Figure 1. Administrative Divisions of North Korea 1950.

Historical Background
North Korea was created in August 1945 after the post-WW2 division of Japanese Korea at the 38th Parallel. The country was divided into Soviet (North) and American (South) zones. In 1948 the North declared its independence as the Democratic People’s Republic of Korea (DPRK), with its capital at Pyongyang, while the South became the Republic of Korea (ROK) with its government based at Seoul. Soviet troops withdrew from North Korea at the end of 1948, leaving behind a significant number of military and political advisers.
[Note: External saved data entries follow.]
use survey_charts::api::{
    LabelWrapRules, format_named_percent, format_percent, format_value, truncate_category,
    wrap_category_label,
};

#[test]
fn values_print_in_shortest_form() {
    assert_eq!(format_value(47.0), "47");
    assert_eq!(format_value(12.5), "12.5");
    assert_eq!(format_value(-0.0), "0");
    assert_eq!(format_percent(8.0), "8%");
    assert_eq!(format_named_percent("No benefit", 8.0), "No benefit (8%)");
}

#[test]
fn short_categories_are_not_truncated() {
    let rules = LabelWrapRules::default();
    assert_eq!(truncate_category("no benefit", rules), "no benefit");
    assert_eq!(truncate_category("exactly fifteen", rules), "exactly fifteen");
}

#[test]
fn long_categories_keep_twenty_chars_and_an_ellipsis() {
    let rules = LabelWrapRules::default();
    assert_eq!(
        truncate_category("Improved work life balance", rules),
        "Improved work life b..."
    );
    assert_eq!(
        truncate_category("improved wellbeing", rules),
        "improved wellbeing..."
    );
}

#[test]
fn wrap_packs_words_greedily() {
    let rules = LabelWrapRules::default();

    let lines = wrap_category_label("Improved work life balance", rules);
    assert_eq!(lines.as_slice(), ["Improved work", "life b..."]);

    let lines = wrap_category_label("improved wellbeing", rules);
    assert_eq!(lines.as_slice(), ["improved", "wellbeing..."]);

    let lines = wrap_category_label("no benefit", rules);
    assert_eq!(lines.as_slice(), ["no benefit"]);
}

#[test]
fn overlong_word_keeps_its_own_line() {
    let rules = LabelWrapRules::default();
    let lines = wrap_category_label("supercalifragilistic", rules);
    assert_eq!(lines.as_slice(), ["supercalifragilistic..."]);
}

#[test]
fn custom_rules_change_wrapping() {
    let rules = LabelWrapRules {
        wrap_width: 5,
        truncate_threshold: 100,
        truncate_length: 100,
    };
    let lines = wrap_category_label("a bb ccc dddd", rules);
    assert_eq!(lines.as_slice(), ["a bb", "ccc", "dddd"]);
}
War broke out on 25 June 1950, and within weeks North Korea had occupied 90% of South Korean territory. By mid-September the combined ROK and United Nations coalition forces had counter-attacked and recaptured Seoul; a month later Pyongyang fell. Having crossed the 38th Parallel, UN and ROK forces advanced rapidly, reaching the border with the People’s Republic of China. This perceived threat to the PRC prompted the creation of the Chinese People’s Volunteer (CPV) forces. The CPV crossed into North Korea in October, repulsed the UN advance, and by April 1951 had driven UN forces south of the 38th Parallel, recovered Pyongyang and reoccupied and abandoned Seoul.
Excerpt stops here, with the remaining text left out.